-
Notifications
You must be signed in to change notification settings - Fork 0
The RepoMetadataGeneration and RepoPruning Passes
The program repository adds two passes — one for metadata generation and a second for “pruning” — to the LLVM pass pipeline as well as a new metadata type for communication. Together they enable the compiler to avoid the code generation phases for functions and global variables whose definitions already have binary representations in the repository.
These new passes derive from the ModulePass class and are placed as early as possible in the pass pipeline and to ensure that we can avoid wasteful work in the later phases of the compiler.
The Program Repository adds a new RepoDefinition type which is used to communicate between the metadata generation, pruning, and back-end “object” writing components. It contains the hash digest of the associated object along with an (initially false) pruned boolean field and other values (such as linkage and visibility).
This pass — named RepoMetadataGeneration — loops over all of the functions and variables defined by the input module. For each, a cryptographic hash digest is calculated to identify it. We then create RepoDefinition metadata for the object with that digest attached.
The hash calculation for functions and variables must consider all aspects of the IR definition and its environment that affects the final generated code. The environment includes the target triple, the data layout for the module’s target platform, and the collection of enabled LLVM passes.
The initial digest of an individual object considers a number of factors including its environments and properties determined by whether it is a function or global variable. It does not include information relating to its connection to other objects in the translation unit.
The function hash calculation needs to consider the following:
- The type and number of formal arguments.
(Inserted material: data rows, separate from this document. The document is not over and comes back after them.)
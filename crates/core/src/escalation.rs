//! Duration-gated threshold escalation engine.
//!
//! Pure logic — no store or broker access. The caller loads the prior
//! [`EscalationState`] for the sample's (patient, metric type) key, runs
//! [`assess`], persists the resulting state, and publishes the event if one
//! was confirmed. Elapsed time is measured on sample timestamps, so the
//! caller must observe samples for a given key in non-decreasing timestamp
//! order (the broker guarantees this by keying `raw-metrics` by patient id).

use serde::{Deserialize, Serialize};

use crate::alert::{AlertEvent, Severity};
use crate::metric::MetricSample;
use crate::thresholds::{classify, AnalysisSettings, NominalRange};
use crate::types::Timestamp;

/// In-flight escalation window for one (patient, metric type) key.
///
/// Created on the first out-of-range sample, updated on every subsequent
/// sample of the key, cleared when a sample returns in range or when the
/// key goes stale past the applicable timeout (store TTL).
#[derive(Debug, Clone, PartialEq, Serialize, Deserialize)]
pub struct EscalationState {
    /// Raw severity the key currently sits at.
    pub current_severity: Severity,
    /// When the key entered `current_severity`.
    pub severity_entered_at: Timestamp,
    /// Timestamp of the newest sample applied to this key.
    pub last_sample_at: Timestamp,
    /// Highest-fidelity severity already emitted for this window.
    /// `Normal` means nothing has been emitted yet.
    pub last_emitted_severity: Severity,
}

/// Outcome of applying one sample to a key.
#[derive(Debug, Clone, PartialEq)]
pub struct Assessment {
    /// New state for the key; `None` clears it (back to Normal).
    pub state: Option<EscalationState>,
    /// At most one confirmed transition per sample.
    pub event: Option<AlertEvent>,
}

impl Assessment {
    fn unchanged(state: Option<EscalationState>) -> Self {
        Self { state, event: None }
    }
}

/// Apply one sample to the escalation state of its (patient, metric) key.
///
/// Emission rules:
/// - An event is emitted only when a severity has been sustained for at
///   least its timeout and that severity has not already been emitted for
///   this window. Replaying an applied sample against unchanged state never
///   re-emits.
/// - Returning in range clears the state; a resolved event (severity
///   Normal) is emitted only if some severity had previously been emitted
///   for the key — an unconfirmed window resolves silently.
/// - A sample older than the newest one applied is absorbed without effect.
pub fn assess(
    prior: Option<EscalationState>,
    sample: &MetricSample,
    range: &NominalRange,
    settings: &AnalysisSettings,
) -> Assessment {
    if let Some(state) = &prior {
        if sample.timestamp < state.last_sample_at {
            return Assessment::unchanged(prior);
        }
    }

    let raw = classify(sample.value, range, settings);

    if raw == Severity::Normal {
        let event = prior.as_ref().and_then(|state| {
            (state.last_emitted_severity > Severity::Normal).then(|| {
                AlertEvent::new(
                    sample.patient_id,
                    sample.metric_type,
                    Severity::Normal,
                    sample.value,
                    sample.timestamp,
                )
            })
        });
        return Assessment { state: None, event };
    }

    let mut state = match prior {
        // Sustained at the same severity: the window keeps running.
        Some(state) if state.current_severity == raw => state,
        // Severity changed while out of range: the window restarts at the
        // new severity, but what was already emitted stays suppressed.
        Some(state) => EscalationState {
            current_severity: raw,
            severity_entered_at: sample.timestamp,
            last_sample_at: state.last_sample_at,
            last_emitted_severity: state.last_emitted_severity,
        },
        // First out-of-range sample for this key.
        None => EscalationState {
            current_severity: raw,
            severity_entered_at: sample.timestamp,
            last_sample_at: sample.timestamp,
            last_emitted_severity: Severity::Normal,
        },
    };
    state.last_sample_at = sample.timestamp;

    let elapsed = sample.timestamp - state.severity_entered_at;
    let event = if elapsed >= settings.timeout_for(raw) && state.last_emitted_severity != raw {
        state.last_emitted_severity = raw;
        Some(AlertEvent::new(
            sample.patient_id,
            sample.metric_type,
            raw,
            sample.value,
            sample.timestamp,
        ))
    } else {
        None
    };

    Assessment {
        state: Some(state),
        event,
    }
}

// ---------------------------------------------------------------------------
// Tests
// ---------------------------------------------------------------------------
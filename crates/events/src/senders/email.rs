//! Email delivery via async SMTP.
//!
//! Configuration is loaded from environment variables; if `SMTP_HOST` is
//! not set, [`EmailConfig::from_env`] returns `None` and the email channel
//! is simply not registered.

use async_trait::async_trait;

use super::{NotificationSender, SendError};

/// Default SMTP port (STARTTLS).
const DEFAULT_SMTP_PORT: u16 = 587;

/// Default sender address when `SMTP_FROM` is not set.
const DEFAULT_FROM_ADDRESS: &str = "noreply@vitalflow.local";

/// Configuration for the SMTP email sender.
#[derive(Debug, Clone)]
pub struct EmailConfig {
    /// SMTP server hostname.
    pub smtp_host: String,
    /// SMTP server port (defaults to 587).
    pub smtp_port: u16,
    /// RFC 5322 "From" address.
    pub from_address: String,
    /// Optional SMTP username.
    pub smtp_user: Option<String>,
    /// Optional SMTP password.
    pub smtp_password: Option<String>,
}

impl EmailConfig {
    /// Load configuration from environment variables.
    ///
    /// Returns `None` if `SMTP_HOST` is not set, signalling that email
    /// delivery is not configured and should be skipped.
    ///
    /// | Variable        | Required | Default                   |
    /// |-----------------|----------|---------------------------|
    /// | `SMTP_HOST`     | yes      | —                         |
    /// | `SMTP_PORT`     | no       | `587`                     |
    /// | `SMTP_FROM`     | no       | `noreply@vitalflow.local` |
    /// | `SMTP_USER`     | no       | —                         |
    /// | `SMTP_PASSWORD` | no       | —                         |
    pub fn from_env() -> Option<Self> {
        let smtp_host = std::env::var("SMTP_HOST").ok()?;
        Some(Self {
            smtp_host,
            smtp_port: std::env::var("SMTP_PORT")
                .ok()
                .and_then(|p| p.parse().ok())
                .unwrap_or(DEFAULT_SMTP_PORT),
            from_address: std::env::var("SMTP_FROM")
                .unwrap_or_else(|_| DEFAULT_FROM_ADDRESS.to_string()),
            smtp_user: std::env::var("SMTP_USER").ok(),
            smtp_password: std::env::var("SMTP_PASSWORD").ok(),
        })
    }
}

/// Sends plain-text notification emails via SMTP.
pub struct EmailSender {
    config: EmailConfig,
}

impl EmailSender {
    pub fn new(config: EmailConfig) -> Self {
        Self { config }
    }
}

#[async_trait]
impl NotificationSender for EmailSender {
    async fn send(&self, recipient: &str, subject: &str, body: &str) -> Result<(), SendError> {
        use lettre::{
            message::header::ContentType, transport::smtp::authentication::Credentials,
            AsyncSmtpTransport, AsyncTransport, Message, Tokio1Executor,
        };

        let email = Message::builder()
            .from(self.config.from_address.parse()?)
            .to(recipient.parse()?)
            .subject(subject)
            .header(ContentType::TEXT_PLAIN)
            .body(body.to_string())
            .map_err(|e| SendError::Build(e.to_string()))?;

        let mut transport_builder =
            AsyncSmtpTransport::<Tokio1Executor>::starttls_relay(&self.config.smtp_host)?
                .port(self.config.smtp_port);

        if let (Some(user), Some(pass)) = (&self.config.smtp_user, &self.config.smtp_password) {
            transport_builder =
                transport_builder.credentials(Credentials::new(user.clone(), pass.clone()));
        }

        let mailer = transport_builder.build();
        mailer.send(email).await?;

        tracing::info!(to = recipient, subject, "Notification email sent");
        Ok(())
    }
}

// ---------------------------------------------------------------------------
// Tests
// ---------------------------------------------------------------------------
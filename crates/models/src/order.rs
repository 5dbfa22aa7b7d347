use sea_orm::entity::prelude::*;
use serde::{Deserialize, Serialize};

use crate::errors::ModelError;

pub const ITEM_NAME_MAX_LEN: usize = 255;

#[derive(Clone, Debug, PartialEq, DeriveEntityModel, Serialize, Deserialize)]
#[sea_orm(table_name = "orders")]
pub struct Model {
    #[sea_orm(primary_key)]
    pub id: i32,
    pub item_name: String,
    pub quantity: i32,
    pub price: f64,
    pub created_at: DateTimeWithTimeZone,
}

#[derive(Copy, Clone, Debug, EnumIter)]
pub enum Relation {}

impl RelationTrait for Relation {
    fn def(&self) -> RelationDef {
        panic!("no relations defined here")
    }
}

impl ActiveModelBehavior for ActiveModel {}

pub fn validate_item_name(name: &str) -> Result<(), ModelError> {
    if name.trim().is_empty() {
        return Err(ModelError::Validation("item_name must not be empty".into()));
    }
    if name.chars().count() > ITEM_NAME_MAX_LEN {
        return Err(ModelError::Validation(format!(
            "item_name must be at most {ITEM_NAME_MAX_LEN} characters"
        )));
    }
    Ok(())
}

pub fn validate_quantity(quantity: i32) -> Result<(), ModelError> {
    if quantity < 0 {
        return Err(ModelError::Validation("quantity must not be negative".into()));
    }
    Ok(())
}

pub fn validate_price(price: f64) -> Result<(), ModelError> {
    if !price.is_finite() {
        return Err(ModelError::Validation("price must be a finite number".into()));
    }
    if price < 0.0 {
        return Err(ModelError::Validation("price must not be negative".into()));
    }
    Ok(())
}
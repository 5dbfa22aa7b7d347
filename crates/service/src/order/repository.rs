use async_trait::async_trait;
use chrono::Utc;
use sea_orm::{
    ActiveModelTrait, DatabaseConnection, EntityTrait, IntoActiveModel, ModelTrait, QueryOrder,
    QuerySelect, Set,
};

use models::order;

use crate::errors::ServiceError;
use crate::order::domain::{OrderDraft, OrderPatch};

#[async_trait]
pub trait OrderRepository: Send + Sync {
    async fn find_by_id(&self, id: i32) -> Result<Option<order::Model>, ServiceError>;
    /// Window over all orders in insertion order: skip `skip` rows, return at
    /// most `limit`. Empty when `skip` exceeds the row count.
    async fn list(&self, skip: u64, limit: u64) -> Result<Vec<order::Model>, ServiceError>;
    async fn create(&self, draft: &OrderDraft) -> Result<order::Model, ServiceError>;
    async fn update(
        &self,
        existing: order::Model,
        patch: &OrderPatch,
    ) -> Result<order::Model, ServiceError>;
    async fn delete(&self, existing: order::Model) -> Result<(), ServiceError>;
}

/// SeaORM-backed repository implementation. The `DatabaseConnection` is a
/// bounded pool handle; every statement acquires a connection and releases it
/// on all exit paths.
pub struct SeaOrmOrderRepository {
    db: DatabaseConnection,
}

impl SeaOrmOrderRepository {
    pub fn new(db: DatabaseConnection) -> Self {
        Self { db }
    }
}

#[async_trait]
impl OrderRepository for SeaOrmOrderRepository {
    async fn find_by_id(&self, id: i32) -> Result<Option<order::Model>, ServiceError> {
        order::Entity::find_by_id(id)
            .one(&self.db)
            .await
            .map_err(|e| ServiceError::Db(e.to_string()))
    }

    async fn list(&self, skip: u64, limit: u64) -> Result<Vec<order::Model>, ServiceError> {
        // Explicit ORDER BY id keeps "insertion order" deterministic on Postgres.
        order::Entity::find()
            .order_by_asc(order::Column::Id)
            .offset(skip)
            .limit(limit)
            .all(&self.db)
            .await
            .map_err(|e| ServiceError::Db(e.to_string()))
    }

    async fn create(&self, draft: &OrderDraft) -> Result<order::Model, ServiceError> {
        let am = order::ActiveModel {
            item_name: Set(draft.item_name.clone()),
            quantity: Set(draft.quantity),
            price: Set(draft.price),
            created_at: Set(Utc::now().into()),
            ..Default::default()
        };
        am.insert(&self.db).await.map_err(|e| ServiceError::Db(e.to_string()))
    }

    async fn update(
        &self,
        existing: order::Model,
        patch: &OrderPatch,
    ) -> Result<order::Model, ServiceError> {
        let mut am = existing.into_active_model();
        if let Some(name) = &patch.item_name {
            am.item_name = Set(name.clone());
        }
        if let Some(quantity) = patch.quantity {
            am.quantity = Set(quantity);
        }
        if let Some(price) = patch.price {
            am.price = Set(price);
        }
        // `id` and `created_at` stay Unchanged, so they never appear in the SET list.
        am.update(&self.db).await.map_err(|e| ServiceError::Db(e.to_string()))
    }

    async fn delete(&self, existing: order::Model) -> Result<(), ServiceError> {
        existing.delete(&self.db).await.map_err(|e| ServiceError::Db(e.to_string()))?;
        Ok(())
    }
}
pub mod types;
pub mod utils;
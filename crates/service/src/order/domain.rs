use serde::{Deserialize, Serialize};

/// Input for creating an order. `id` and `created_at` are store-assigned.
#[derive(Debug, Clone, Serialize, Deserialize)]
pub struct OrderDraft {
    pub item_name: String,
    pub quantity: i32,
    pub price: f64,
}

/// Partial update payload; only the supplied fields are applied.
#[derive(Debug, Clone, Default, Serialize, Deserialize)]
pub struct OrderPatch {
    #[serde(default)]
    pub item_name: Option<String>,
    #[serde(default)]
    pub quantity: Option<i32>,
    #[serde(default)]
    pub price: Option<f64>,
}

impl OrderPatch {
    pub fn is_empty(&self) -> bool {
        self.item_name.is_none() && self.quantity.is_none() && self.price.is_none()
    }
}
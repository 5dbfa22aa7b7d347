//! Service layer providing business-oriented CRUD operations on top of models.
//! - Separates business logic from data access.
//! - Reuses validation and entity definitions in `models` crate.
//! - Provides clear error types and documented interfaces.

pub mod errors;
pub mod order;
#[cfg(test)]
pub mod test_support;
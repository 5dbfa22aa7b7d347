//! Create `orders` table.
//!
//! Single resource table; `id` and `created_at` are store-assigned.
use sea_orm_migration::{prelude::*, schema::*};

#[derive(DeriveMigrationName)]
pub struct Migration;

#[async_trait::async_trait]
impl MigrationTrait for Migration {
    async fn up(&self, manager: &SchemaManager) -> Result<(), DbErr> {
        manager
            .create_table(
                Table::create()
                    .table(Orders::Table)
                    .if_not_exists()
                    .col(integer(Orders::Id).primary_key().auto_increment())
                    .col(string_len(Orders::ItemName, 255).not_null())
                    .col(integer(Orders::Quantity).not_null())
                    .col(double(Orders::Price).not_null())
                    .col(
                        timestamp_with_time_zone(Orders::CreatedAt)
                            .not_null()
                            .default(Expr::current_timestamp()),
                    )
                    .to_owned(),
            )
            .await
    }

    async fn down(&self, manager: &SchemaManager) -> Result<(), DbErr> {
        manager.drop_table(Table::drop().table(Orders::Table).to_owned()).await
    }
}

#[derive(DeriveIden)]
enum Orders { Table, Id, ItemName, Quantity, Price, CreatedAt }
use std::sync::Arc;

use axum::{routing::get, Json, Router};
use tower_http::{
    cors::CorsLayer,
    trace::{DefaultMakeSpan, DefaultOnFailure, DefaultOnRequest, DefaultOnResponse, TraceLayer},
};
use tracing::Level;
use utoipa::OpenApi;
use utoipa_swagger_ui::SwaggerUi;

use common::types::Health;
use service::order::repository::SeaOrmOrderRepository;
use service::order::service::OrderService;

pub mod orders;

#[derive(Clone)]
pub struct ServerState {
    pub orders: Arc<OrderService<SeaOrmOrderRepository>>,
}

#[utoipa::path(
    get, path = "/health", tag = "health",
    responses((status = 200, description = "Liveness OK", body = crate::openapi::HealthResponse))
)]
pub async fn health() -> Json<Health> {
    Json(Health { status: "ok" })
}

/// Build the full application router: health, orders, generated API docs.
pub fn build_router(app_name: &str, cors: CorsLayer, state: ServerState) -> Router {
    let mut doc = crate::openapi::ApiDoc::openapi();
    doc.info.title = app_name.to_string();

    Router::new()
        .route("/health", get(health))
        .nest("/orders", orders::router())
        .merge(SwaggerUi::new("/docs").url("/api-docs/openapi.json", doc))
        .with_state(state)
        .layer(cors)
        .layer(
            TraceLayer::new_for_http()
                .make_span_with(
                    DefaultMakeSpan::new()
                        .level(Level::INFO)
                        .include_headers(false),
                )
                .on_request(DefaultOnRequest::new().level(Level::INFO))
                .on_response(
                    DefaultOnResponse::new()
                        .level(Level::INFO)
                        .include_headers(false),
                )
                .on_failure(DefaultOnFailure::new().level(Level::ERROR)),
        )
}
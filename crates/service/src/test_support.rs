#![cfg(test)]
use migration::MigratorTrait;
use models::db::connect_with_config;
use sea_orm::DatabaseConnection;
use tokio::sync::OnceCell;

// Ensure migrations run only once across the entire test process
static MIGRATED: OnceCell<()> = OnceCell::const_new();

/// Connection for DB-backed tests; `None` means the test should skip
/// (SKIP_DB_TESTS set, or no database reachable).
pub async fn get_db() -> Result<Option<DatabaseConnection>, anyhow::Error> {
    if std::env::var("SKIP_DB_TESTS").is_ok() {
        return Ok(None);
    }
    let mut cfg = configs::DatabaseConfig::default();
    cfg.normalize_from_env();
    let db = match connect_with_config(&cfg).await {
        Ok(db) => db,
        Err(e) => {
            eprintln!("skip: cannot connect to db: {e}");
            return Ok(None);
        }
    };
    MIGRATED
        .get_or_try_init(|| async {
            migration::Migrator::up(&db, None).await.map_err(anyhow::Error::from)
        })
        .await?;
    Ok(Some(db))
}
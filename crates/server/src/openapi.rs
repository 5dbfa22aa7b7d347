use utoipa::OpenApi;
use utoipa::ToSchema;

#[derive(ToSchema)]
pub struct HealthResponse {
    pub status: String,
}

#[derive(utoipa::ToSchema)]
pub struct OrderDoc {
    pub id: i32,
    pub item_name: String,
    pub quantity: i32,
    pub price: f64,
    /// RFC 3339 timestamp assigned by the store at creation
    pub created_at: String,
}

#[derive(utoipa::ToSchema)]
pub struct CreateOrderInputDoc {
    pub item_name: String,
    pub quantity: i32,
    pub price: f64,
}

#[derive(utoipa::ToSchema)]
pub struct UpdateOrderInputDoc {
    pub item_name: Option<String>,
    pub quantity: Option<i32>,
    pub price: Option<f64>,
}

#[derive(OpenApi)]
#[openapi(
    paths(
        crate::routes::health,
        crate::routes::orders::create,
        crate::routes::orders::list,
        crate::routes::orders::get,
        crate::routes::orders::update,
        crate::routes::orders::delete,
    ),
    components(
        schemas(
            HealthResponse,
            OrderDoc,
            CreateOrderInputDoc,
            UpdateOrderInputDoc,
        )
    ),
    tags(
        (name = "health"),
        (name = "orders")
    )
)]
pub struct ApiDoc;
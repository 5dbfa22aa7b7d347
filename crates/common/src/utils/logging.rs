use std::io;
use tracing_subscriber::{fmt, EnvFilter};

/// Initialize tracing subscriber with sensible defaults and stdout writer.
/// - Respects `RUST_LOG` if set
/// - Otherwise uses the configured level, falling back to `info`
/// - Writes to stdout to improve visibility in environments that hide stderr
pub fn init_logging(level: Option<&str>) {
    let level = level.unwrap_or("info");
    let env_filter = EnvFilter::try_from_default_env()
        .unwrap_or_else(|_| EnvFilter::new(format!("{level},tower_http=info,axum=info")));
    let _ = fmt()
        .with_env_filter(env_filter)
        .with_target(false)
        .compact()
        .with_writer(|| io::stdout())
        .try_init();
}

/// Defaults-only variant for binaries that have no config in hand yet.
pub fn init_logging_default() {
    init_logging(None);
}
- The function return type.
- The function attributes (including those for its return type and formal arguments).
- Whether the function takes a variable number of arguments.
- The calling convention. Calling conventions may differ in where parameters, return values and return addresses are placed (in registers, on the call stack, a mix of both, or in other memory structures). If the function has input parameters, and the function return type is not void, then the calling conventions need to be considered.
- The function body. We do a control-flow-graph ordered walk since the actual ordering of the basic blocks in the linked list is immaterial. Our walk starts at the entry block for the function, then visits the next block from each terminator in order; as an artefact, this also means that unreachable blocks are ignored. When hashing each instruction, the opcode, return type, operand types, operand values, and any other factors affecting the operation must be considered.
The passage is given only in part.